WHAT THE TASK ASKS: If a line in the material below holds the string "state", tally it, then give the tally alone.

DATASET ENTRIES:
pub use kurbo::{Affine, Point, Vec2};

/// Output surface size in CSS pixels.
#[derive(Clone, Copy, Debug, PartialEq, Eq, serde::Serialize, serde::Deserialize)]
pub struct Canvas {
    pub width: u32,
    pub height: u32,
}

/// Format a coordinate with exactly three digits after the decimal point.
///
/// Path strings handed to the renderer use this form and nothing else.
pub fn fixed3(v: f64) -> String {
    format!("{v:.3}")
}

/// SplitMix64 generator. Small, seedable, and stable across platforms.
#[derive(Clone, Copy, Debug)]
pub struct Rng64 {
    state: u64,
}

impl Rng64 {
    pub fn new(seed: u64) -> Self {
        Self { state: seed }
    }

    /// Seed from the wall clock, for runs that did not ask for a fixed seed.
    pub fn from_clock() -> Self {
        let nanos = std::time::SystemTime::now()
            .duration_since(std::time::UNIX_EPOCH)
            .map(|d| d.as_nanos() as u64)
            .unwrap_or(0x5EED);
        Self::new(nanos)
    }

    pub fn next_u64(&mut self) -> u64 {
        self.state = self.state.wrapping_add(0x9E37_79B9_7F4A_7C15);
        let mut z = self.state;
        z = (z ^ (z >> 30)).wrapping_mul(0xBF58_476D_1CE4_E5B9);
        z = (z ^ (z >> 27)).wrapping_mul(0x94D0_49BB_1331_11EB);
        z ^ (z >> 31)
    }

    /// Uniform in `[0, 1)`, 53 bits of precision.
    pub fn next_f64_01(&mut self) -> f64 {
        let v = self.next_u64() >> 11;
        (v as f64) * (1.0 / ((1u64 << 53) as f64))
    }
}

#[cfg(test)]
#[path = "../../tests/unit/foundation/core.rs"]
mod tests;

SOLUTION TO THIS EXERCISE: 4